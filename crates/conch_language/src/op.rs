//! Executable op tree.
//!
//! The compiler's output is a tree of immutable ops. There are four
//! shapes: values ops produce a sequence of values, form ops are one
//! pipeline stage, port ops produce a descriptor binding, and chunk and
//! pipeline ops sequence stages. Ops hold only what execution needs; no
//! op points back into the syntax tree or the scope stack.
//!
//! The `combine_*` and `make_*` functions are the only place ops are
//! assembled.

use std::sync::Arc;

use conch_foundation::{Error, Result};

use crate::options::UnsetPort;
use crate::port::PortOp;
use crate::resolver::CommandResolution;
use crate::scope::CaptureSet;
use crate::span::{Site, Span};

/// An op producing an ordered sequence of values.
#[derive(Clone, Debug)]
pub enum ValuesOp {
    /// A constant string.
    Literal(Arc<str>),
    /// The current value of a binding.
    Variable {
        /// Binding name.
        name: String,
        /// Where the reference appears.
        span: Span,
    },
    /// Positional concatenation of the parts of a word.
    Compound(Vec<ValuesOp>),
    /// The values of each element, one after another.
    Spaced(Vec<ValuesOp>),
    /// Builds a table from a list part and key/value pairs.
    Table {
        /// Positional elements.
        list: Box<ValuesOp>,
        /// Key/value pairs.
        pairs: Vec<(ValuesOp, ValuesOp)>,
        /// Source span.
        span: Span,
    },
    /// Freezes captured bindings into a closure value.
    Closure(Arc<ClosureOp>),
    /// Indexes the left value by the right value.
    Subscript {
        /// Value being indexed.
        left: Box<ValuesOp>,
        /// Index or key.
        right: Box<ValuesOp>,
        /// Span of the indexed value.
        left_span: Span,
        /// Span of the index.
        right_span: Span,
    },
    /// Runs a pipeline and collects its output channel.
    ChanCapture(Box<PipelineOp>),
    /// Runs a pipeline and yields its exit statuses.
    StatusCapture(Box<PipelineOp>),
}

impl ValuesOp {
    /// Returns the text if this op is a constant string.
    #[must_use]
    pub fn as_literal(&self) -> Option<&str> {
        match self {
            Self::Literal(s) => Some(s),
            _ => None,
        }
    }

    /// Returns the pipeline if this op captures a pipeline's output.
    #[must_use]
    pub fn as_chan_capture(&self) -> Option<&PipelineOp> {
        match self {
            Self::ChanCapture(p) => Some(p),
            _ => None,
        }
    }

    /// Returns the closure op if this op creates a closure.
    #[must_use]
    pub fn as_closure(&self) -> Option<&Arc<ClosureOp>> {
        match self {
            Self::Closure(c) => Some(c),
            _ => None,
        }
    }
}

/// A compiled closure literal.
#[derive(Clone, Debug)]
pub struct ClosureOp {
    /// Declared parameter names.
    pub params: Vec<String>,
    /// Compiled body.
    pub body: ChunkOp,
    /// Free variables to freeze when the closure value is created.
    pub captures: CaptureSet,
    /// Where the literal appears.
    pub site: Site,
}

/// Highest descriptor a redirection may name.
pub const MAX_FD: usize = 255;

/// Descriptor overrides for one form, indexed by fd.
#[derive(Clone, Debug, Default)]
pub struct PortTable {
    ports: Vec<Option<PortOp>>,
    unset: UnsetPort,
}

/// What a descriptor resolves to for one form.
#[derive(Clone, Copy, Debug)]
pub enum PortSlot<'a> {
    /// The form redirects this descriptor.
    Override(&'a PortOp),
    /// Use the enclosing context's stream.
    Inherit,
    /// The descriptor is closed.
    Close,
}

impl PortTable {
    /// Creates a table with no overrides.
    #[must_use]
    pub fn empty(unset: UnsetPort) -> Self {
        Self {
            ports: Vec::new(),
            unset,
        }
    }

    /// Number of slots (highest redirected fd + 1).
    #[must_use]
    pub fn len(&self) -> usize {
        self.ports.len()
    }

    /// Returns true if the form redirects nothing.
    #[must_use]
    pub fn is_empty(&self) -> bool {
        self.ports.is_empty()
    }

    /// The explicit override for `fd`, if any.
    #[must_use]
    pub fn get(&self, fd: usize) -> Option<&PortOp> {
        self.ports.get(fd).and_then(Option::as_ref)
    }

    /// The policy applied to unconfigured slots.
    #[must_use]
    pub fn unset_policy(&self) -> UnsetPort {
        self.unset
    }

    /// Resolves `fd` for this form.
    ///
    /// Unconfigured slots inside the table follow the unset policy;
    /// descriptors beyond the table are always inherited.
    #[must_use]
    pub fn slot(&self, fd: usize) -> PortSlot<'_> {
        match self.ports.get(fd) {
            Some(Some(op)) => PortSlot::Override(op),
            Some(None) => match self.unset {
                UnsetPort::Inherit => PortSlot::Inherit,
                UnsetPort::Close => PortSlot::Close,
            },
            None => PortSlot::Inherit,
        }
    }
}

/// One pipeline stage: the evaluator's state-updates op.
#[derive(Clone, Debug)]
pub struct FormOp {
    /// Produces the command value (name or closure).
    pub command: ValuesOp,
    /// Produces the arguments; absent for special forms.
    pub args: Option<ValuesOp>,
    /// Descriptor overrides.
    pub ports: PortTable,
    /// How the command dispatches.
    pub resolution: CommandResolution,
    /// Source span.
    pub span: Span,
}

/// Stages run concurrently, stdout of each feeding stdin of the next.
#[derive(Clone, Debug)]
pub struct PipelineOp {
    /// The stages, in source order.
    pub stages: Vec<FormOp>,
    /// Source span.
    pub span: Span,
}

/// Pipelines run one after another.
#[derive(Clone, Debug, Default)]
pub struct ChunkOp {
    /// The pipelines, in source order.
    pub pipelines: Vec<PipelineOp>,
}

impl ChunkOp {
    /// Number of pipelines.
    #[must_use]
    pub fn len(&self) -> usize {
        self.pipelines.len()
    }

    /// Returns true if the chunk has no pipelines.
    #[must_use]
    pub fn is_empty(&self) -> bool {
        self.pipelines.is_empty()
    }

    /// Iterates over every form in every pipeline.
    pub fn forms(&self) -> impl Iterator<Item = &FormOp> {
        self.pipelines.iter().flat_map(|p| p.stages.iter())
    }
}

/// A constant string.
#[must_use]
pub fn make_string(text: &str) -> ValuesOp {
    ValuesOp::Literal(text.into())
}

/// A read of the binding `name`.
#[must_use]
pub fn make_var(name: &str, span: Span) -> ValuesOp {
    ValuesOp::Variable {
        name: name.to_string(),
        span,
    }
}

/// Sequences pipelines.
#[must_use]
pub fn combine_chunk(pipelines: Vec<PipelineOp>) -> ChunkOp {
    ChunkOp { pipelines }
}

/// Wraps a compiled body and its captures into a closure-producing op.
#[must_use]
pub fn combine_closure(
    params: Vec<String>,
    body: ChunkOp,
    captures: CaptureSet,
    site: Site,
) -> ClosureOp {
    ClosureOp {
        params,
        body,
        captures,
        site,
    }
}

/// Chains stages into a pipeline.
#[must_use]
pub fn combine_pipeline(stages: Vec<FormOp>, span: Span) -> PipelineOp {
    PipelineOp { stages, span }
}

/// Assembles one pipeline stage.
#[must_use]
pub fn combine_form(
    command: ValuesOp,
    args: Option<ValuesOp>,
    ports: PortTable,
    resolution: CommandResolution,
    span: Span,
) -> FormOp {
    FormOp {
        command,
        args,
        ports,
        resolution,
        span,
    }
}

/// Builds a port table sized to the highest redirected fd + 1.
///
/// A later redirection of the same fd replaces an earlier one.
///
/// # Errors
///
/// Returns `BadRedirection` if a descriptor is above [`MAX_FD`].
pub fn combine_ports(redirs: Vec<(usize, PortOp)>, unset: UnsetPort) -> Result<PortTable> {
    let mut len = 0;
    for &(fd, _) in &redirs {
        if fd > MAX_FD {
            return Err(Error::bad_redirection(
                fd,
                format!("fd must be at most {MAX_FD}"),
            ));
        }
        len = len.max(fd + 1);
    }
    let mut ports = vec![None; len];
    for (fd, op) in redirs {
        ports[fd] = Some(op);
    }
    Ok(PortTable { ports, unset })
}

/// Splices the values of several ops.
#[must_use]
pub fn combine_spaced(ops: Vec<ValuesOp>) -> ValuesOp {
    ValuesOp::Spaced(ops)
}

/// Concatenates the parts of a word; a one-part word is just that part.
#[must_use]
pub fn combine_compound(mut ops: Vec<ValuesOp>) -> ValuesOp {
    if ops.len() == 1 {
        if let Some(op) = ops.pop() {
            return op;
        }
    }
    ValuesOp::Compound(ops)
}

/// Indexes `left` by `right`.
#[must_use]
pub fn combine_subscript(
    left: ValuesOp,
    right: ValuesOp,
    left_span: Span,
    right_span: Span,
) -> ValuesOp {
    ValuesOp::Subscript {
        left: Box::new(left),
        right: Box::new(right),
        left_span,
        right_span,
    }
}

/// Builds a table.
#[must_use]
pub fn combine_table(list: ValuesOp, pairs: Vec<(ValuesOp, ValuesOp)>, span: Span) -> ValuesOp {
    ValuesOp::Table {
        list: Box::new(list),
        pairs,
        span,
    }
}

/// Collects a pipeline's output channel as values.
#[must_use]
pub fn combine_chan_capture(pipeline: PipelineOp) -> ValuesOp {
    ValuesOp::ChanCapture(Box::new(pipeline))
}

/// Yields a pipeline's exit statuses as values.
#[must_use]
pub fn combine_status_capture(pipeline: PipelineOp) -> ValuesOp {
    ValuesOp::StatusCapture(Box::new(pipeline))
}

_ _ _ _

**TASK DETAILS**
State, as a bare number, how many lines of the listing hold the word "body".

**REPLY TO THE EXERCISE**
5